The total acquisition value would therefore exceed €5 billion without including training, infrastructure, or long-term sustainment.

 

  • In 2019, NATO officially announced that it would "retire the E-3 by 2035 and replace it with a new platform = Alliance Future Surveillance and Control (AFSC)," which, like the US Air Force, envisions a distributed network.
  • However, since AFSC is still in the early concept stage and far from practical use, NATO announced in November 2023 that it would "acquire six E-7As as successors to the E-3."
  • In June 2025, US Secretary of War Pete Hegseth announced his intention to cancel the purchase of twenty-six E-7A Wedgetail airborne early warning and control aircraft from Boeing, explaining that their capabilities could be advantageously compensated by a combination of space-based sensors, such as those of the ATMI [Air Moving Target Indicator] system, and E-2D Advanced Hawkeye type aircraft, more "in line" with the US Air Force's Agile Combat Employment [ACE] concept.
  • However, Congress did not follow Mr. Hegseth since, in the last budget it voted on, it maintained the purchase of E-7A Wedgetail by releasing an envelope of $1.1 billion and asked the US Air Force to provide it with an action plan to rationalize its requirements and control the costs of future production of this aircraft.
  • However, the Pentagon remains firm in its position, as it has not allocated any funding for the E-7A Wedgetail in its budget request for fiscal year 2027.

 

For Pentagon, in June 2025, Secretary of Defense Heggesses of the Trump administration mentioned that

"the E-7 is unsustainable on the modern battlefield," "a transition to space-based AMTI capabilities," and "the use of the E-2D to address short-term capability gaps." 

"If our systems and platforms are not viable on the modern battlefield or if they do not give us any advantage in a future fight, then we must make difficult decisions now. The E-7 is an example of this," Mr.

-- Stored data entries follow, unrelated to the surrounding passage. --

use std::collections::HashMap;

/// HTTP status codes produced by the server.
///
/// - `Ok` (200): File or handler response follows
/// - `NotModified` (304): Client copy is current, no body
/// - `BadRequest` (400): Malformed request
/// - `NotFound` (404): Nothing to serve at this path
/// - `InternalServerError` (500): A handler failed
#[derive(Debug, Clone, Copy, PartialEq, Eq)]
pub enum StatusCode {
    /// 200 OK
    Ok,
    /// 304 Not Modified
    NotModified,
    /// 400 Bad Request
    BadRequest,
    /// 404 Not Found
    NotFound,
    /// 500 Internal Server Error
    InternalServerError,
}

impl StatusCode {
    /// Returns the numeric HTTP status code.
    ///
    /// # Example
    ///
    /// ```
    /// # use portico::http::response::StatusCode;
    /// assert_eq!(StatusCode::Ok.as_u16(), 200);
    /// assert_eq!(StatusCode::NotModified.as_u16(), 304);
    /// ```
    pub fn as_u16(&self) -> u16 {
        match self {
            StatusCode::Ok => 200,
            StatusCode::NotModified => 304,
            StatusCode::BadRequest => 400,
            StatusCode::NotFound => 404,
            StatusCode::InternalServerError => 500,
        }
    }

    /// Returns the standard HTTP reason phrase for this status code.
    pub fn reason_phrase(&self) -> &'static str {
        match self {
            StatusCode::Ok => "OK",
            StatusCode::NotModified => "Not Modified",
            StatusCode::BadRequest => "Bad Request",
            StatusCode::NotFound => "Not Found",
            StatusCode::InternalServerError => "Internal Server Error",
        }
    }

    /// Whether a response with this status may carry a body.
    pub fn allows_body(&self) -> bool {
        !matches!(self, StatusCode::NotModified)
    }
}

/// A complete, buffered HTTP response.
///
/// Handlers that produce small generated bodies build one of these and pass
/// it to [`ResponseWriter::send`](crate::http::writer::ResponseWriter::send).
#[derive(Debug)]
pub struct Response {
    /// The HTTP status code
    pub status: StatusCode,
    /// HTTP headers as key-value pairs
    pub headers: HashMap<String, String>,
    /// Response body as bytes
    pub body: Vec<u8>,
}

/// Builder for constructing HTTP responses in a fluent style.
///
/// # Example
///
/// ```ignore
/// let response = ResponseBuilder::new(StatusCode::Ok)
///     .header("Content-Type", "application/json")
///     .body(b"{}".to_vec())
///     .build();
/// ```
pub struct ResponseBuilder {
    status: StatusCode,
    headers: HashMap<String, String>,
    body: Vec<u8>,
}

impl ResponseBuilder {
    /// Creates a new response builder with the specified status code.
    pub fn new(status: StatusCode) -> Self {
        Self {
            status,
            headers: HashMap::new(),
            body: Vec::new(),
        }
    }

    /// Adds or replaces a header.
    pub fn header(mut self, key: impl Into<String>, value: impl Into<String>) -> Self {
        self.headers.insert(key.into(), value.into());
        self
    }

    /// Sets the response body.
    pub fn body(mut self, body: impl Into<Vec<u8>>) -> Self {
        self.body = body.into();
        self
    }

    /// Builds the final Response.
    ///
    /// Adds a Content-Length header matching the body unless one was set
    /// explicitly or the status forbids a body.
    pub fn build(mut self) -> Response {
        if self.status.allows_body() {
            self.headers
                .entry("Content-Length".to_string())
                .or_insert_with(|| self.body.len().to_string());
        }

        Response {
            status: self.status,
            headers: self.headers,
            body: self.body,
        }
    }
}

impl Response {
    /// Creates a simple 200 OK response with the given body.
    pub fn ok(body: impl Into<Vec<u8>>) -> Self {
        ResponseBuilder::new(StatusCode::Ok).body(body).build()
    }

    /// The 404 page for a request target that has nothing behind it.
    pub fn not_found(url: &str) -> Self {
        ResponseBuilder::new(StatusCode::NotFound)
            .header("Content-Type", "text/plain")
            .body(format!("404: {url} not found.\n"))
            .build()
    }

    /// Creates a 400 Bad Request response.
    pub fn bad_request() -> Self {
        ResponseBuilder::new(StatusCode::BadRequest)
            .header("Content-Type", "text/plain")
            .body("400 Bad Request\n")
            .build()
    }

    /// Creates a 500 response carrying `message` as a plain-text body.
    pub fn internal_error(message: impl Into<String>) -> Self {
        ResponseBuilder::new(StatusCode::InternalServerError)
            .header("Content-Type", "text/plain")
            .body(message.into())
            .build()
    }

    /// Looks up a header, ignoring ASCII case.
    pub fn header(&self, key: &str) -> Option<&str> {
        self.headers
            .iter()
            .find(|(name, _)| name.eq_ignore_ascii_case(key))
            .map(|(_, value)| value.as_str())
    }
}
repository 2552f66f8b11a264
//! Server configuration
//!
//! Settings are read once at startup from a YAML file and are immutable
//! afterwards. Every key is optional; anything missing falls back to a
//! default instead of failing.

use anyhow::Context;
use serde::Deserialize;
use std::collections::HashMap;
use std::net::{IpAddr, Ipv4Addr, SocketAddr};
use std::path::{Path, PathBuf};
use std::time::Duration;

use crate::handler::HandlerChain;

/// A virtual host: the directory its files are served from.
#[derive(Debug, Clone, PartialEq, Eq, Deserialize)]
pub struct HostConfig {
    pub root: PathBuf,
}

impl HostConfig {
    pub fn new(root: impl Into<PathBuf>) -> Self {
        Self { root: root.into() }
    }
}

impl Default for HostConfig {
    fn default() -> Self {
        Self::new("./")
    }
}

/// Verbosity of the log output.
#[derive(Debug, Clone, Copy, PartialEq, Eq, Default, Deserialize)]
#[serde(rename_all = "lowercase")]
pub enum LogLevel {
    Error,
    Warn,
    Info,
    #[default]
    Debug,
    Trace,
}

impl From<LogLevel> for tracing::Level {
    fn from(level: LogLevel) -> Self {
        match level {
            LogLevel::Error => tracing::Level::ERROR,
            LogLevel::Warn => tracing::Level::WARN,
            LogLevel::Info => tracing::Level::INFO,
            LogLevel::Debug => tracing::Level::DEBUG,
            LogLevel::Trace => tracing::Level::TRACE,
        }
    }
}

#[derive(Debug, Clone, Deserialize)]
#[serde(default)]
pub struct ServerConfig {
    /// Port to listen on
    pub port: u16,

    /// Interface to bind; all interfaces by default
    pub bind_address: IpAddr,

    /// Idle timeout applied to every connection
    pub timeout_milliseconds: u64,

    /// Host name (without port) to virtual host
    pub hosts: HashMap<String, HostConfig>,

    /// Used when the Host header is missing or matches no entry in `hosts`
    pub default_host: HostConfig,

    pub log_level: LogLevel,

    /// Custom handlers consulted before the file fallback. Registered in
    /// code, never read from the settings file.
    #[serde(skip)]
    pub handlers: HandlerChain,
}

impl Default for ServerConfig {
    fn default() -> Self {
        Self {
            port: 8080,
            bind_address: IpAddr::V4(Ipv4Addr::UNSPECIFIED),
            timeout_milliseconds: 30_000,
            hosts: HashMap::new(),
            default_host: HostConfig::default(),
            log_level: LogLevel::default(),
            handlers: HandlerChain::default(),
        }
    }
}

impl ServerConfig {
    /// Load settings from `path`.
    ///
    /// A missing file is not an error: the defaults are used instead. A file
    /// that exists but cannot be parsed is.
    pub fn load(path: &Path) -> anyhow::Result<Self> {
        match std::fs::read_to_string(path) {
            Ok(contents) => Self::from_yaml(&contents)
                .with_context(|| format!("Error parsing {}", path.display())),
            Err(e) if e.kind() == std::io::ErrorKind::NotFound => Ok(Self::default()),
            Err(e) => Err(e).with_context(|| format!("Failed to read {}", path.display())),
        }
    }

    pub fn from_yaml(contents: &str) -> anyhow::Result<Self> {
        // An empty document deserializes to unit, not to a mapping
        if contents.trim().is_empty() {
            return Ok(Self::default());
        }
        Ok(serde_yaml::from_str(contents)?)
    }

    /// Replace the custom handler chain.
    pub fn with_handlers(mut self, handlers: HandlerChain) -> Self {
        self.handlers = handlers;
        self
    }

    pub fn listen_addr(&self) -> SocketAddr {
        SocketAddr::new(self.bind_address, self.port)
    }

    pub fn request_timeout(&self) -> Duration {
        Duration::from_millis(self.timeout_milliseconds)
    }
}
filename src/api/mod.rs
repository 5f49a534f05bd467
pub mod error;
pub mod rest;
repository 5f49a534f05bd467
// =============================================================================
// Broker port: the boundary to the trading platform
// =============================================================================
//
// The platform is consumed in two ways only: as a source of historical bars
// and as a sink for order requests. A session is an explicit handle: it is
// acquired by constructing it and released with `shutdown`, after which every
// call fails. Nothing about the connection lives in global state.
// =============================================================================

pub mod paper;

pub use paper::PaperBroker;

use anyhow::Result;
use async_trait::async_trait;
use chrono::NaiveDateTime;
use serde::{Deserialize, Serialize};

use crate::market_data::Bar;

/// Bar interval requested from the platform.
#[derive(Debug, Clone, Copy, PartialEq, Eq, Serialize, Deserialize)]
pub enum Timeframe {
    M1,
    M5,
    M15,
    M30,
    H1,
    H4,
    D1,
}

impl std::fmt::Display for Timeframe {
    fn fmt(&self, f: &mut std::fmt::Formatter<'_>) -> std::fmt::Result {
        let s = match self {
            Self::M1 => "M1",
            Self::M5 => "M5",
            Self::M15 => "M15",
            Self::M30 => "M30",
            Self::H1 => "H1",
            Self::H4 => "H4",
            Self::D1 => "D1",
        };
        f.write_str(s)
    }
}

/// Historical range request for one symbol.
#[derive(Debug, Clone, PartialEq)]
pub struct BarQuery {
    pub symbol: String,
    pub timeframe: Timeframe,
    pub from: NaiveDateTime,
    pub to: NaiveDateTime,
}

#[derive(Debug, Clone, Copy, PartialEq, Eq, Serialize, Deserialize)]
pub enum OrderSide {
    Buy,
    Sell,
}

impl std::fmt::Display for OrderSide {
    fn fmt(&self, f: &mut std::fmt::Formatter<'_>) -> std::fmt::Result {
        match self {
            Self::Buy => write!(f, "BUY"),
            Self::Sell => write!(f, "SELL"),
        }
    }
}

/// How long an order stays working.
#[derive(Debug, Clone, Copy, PartialEq, Eq, Default, Serialize, Deserialize)]
pub enum TimeInForce {
    #[default]
    GoodTillCancelled,
    Day,
}

/// What happens to the unfilled remainder of an order.
#[derive(Debug, Clone, Copy, PartialEq, Eq, Default, Serialize, Deserialize)]
pub enum FillPolicy {
    FillOrKill,
    #[default]
    ImmediateOrCancel,
    Return,
}

/// A market order with protective levels.
#[derive(Debug, Clone, PartialEq, Serialize, Deserialize)]
pub struct OrderRequest {
    pub symbol: String,
    pub volume: f64,
    pub side: OrderSide,
    pub price: f64,
    pub stop_loss: f64,
    pub take_profit: f64,
    /// Maximum accepted slippage, in points.
    pub deviation: u32,
    /// Identifying tag for orders placed by this system.
    pub magic: u64,
    pub comment: String,
    pub time_in_force: TimeInForce,
    pub fill_policy: FillPolicy,
}

/// Platform verdict on a submitted order.
#[derive(Debug, Clone, PartialEq, Serialize, Deserialize)]
pub enum OrderOutcome {
    Accepted { ticket: String },
    Rejected { reason: String },
}

impl std::fmt::Display for OrderOutcome {
    fn fmt(&self, f: &mut std::fmt::Formatter<'_>) -> std::fmt::Result {
        match self {
            Self::Accepted { ticket } => write!(f, "Accepted({ticket})"),
            Self::Rejected { reason } => write!(f, "Rejected({reason})"),
        }
    }
}

/// An open connection to a trading platform.
#[async_trait]
pub trait BrokerSession: Send + Sync {
    /// Bars for `query`, oldest first.
    async fn fetch_bars(&self, query: &BarQuery) -> Result<Vec<Bar>>;

    /// Submit an order. A platform-side rejection is an `Ok(Rejected)`;
    /// `Err` is reserved for the session itself being unusable.
    async fn submit_order(&self, order: &OrderRequest) -> Result<OrderOutcome>;

    /// Release the session. Subsequent calls return an error.
    async fn shutdown(&self) -> Result<()>;
}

Hegseth argued.

 

E-7A Wedgetail related funding also disappeared from the 2026 fiscal year budget proposal submitted by the Department of Defense to Congress.

 

The current NATO AWACS fleet consists of fourteen E-3 Sentry early warning aircraft based on the Boeing 707, with deliveries completed between the early 1980s and early 1990s, resulting in a present average airframe age of nearly 40 years.

 

E-3 Sentry aircraft are equipped with a mechanically rotating radar dome mounted above the fuselage, providing 360-degree coverage and detection ranges exceeding 400 km for airborne targets, depending on altitude.

 

Their operational roles include airspace surveillance, identification of hostile aircraft, coordination of intercept missions, and acting as airborne command posts through real-time data links with ground, naval, and air units.

 

For NATO, once confirmed, this decision effectively ends Boeing’s position as the exclusive supplier of NATO AWACS aircraft since 1988 and introduce a European and Canadian industrial combination into a core alliance capability.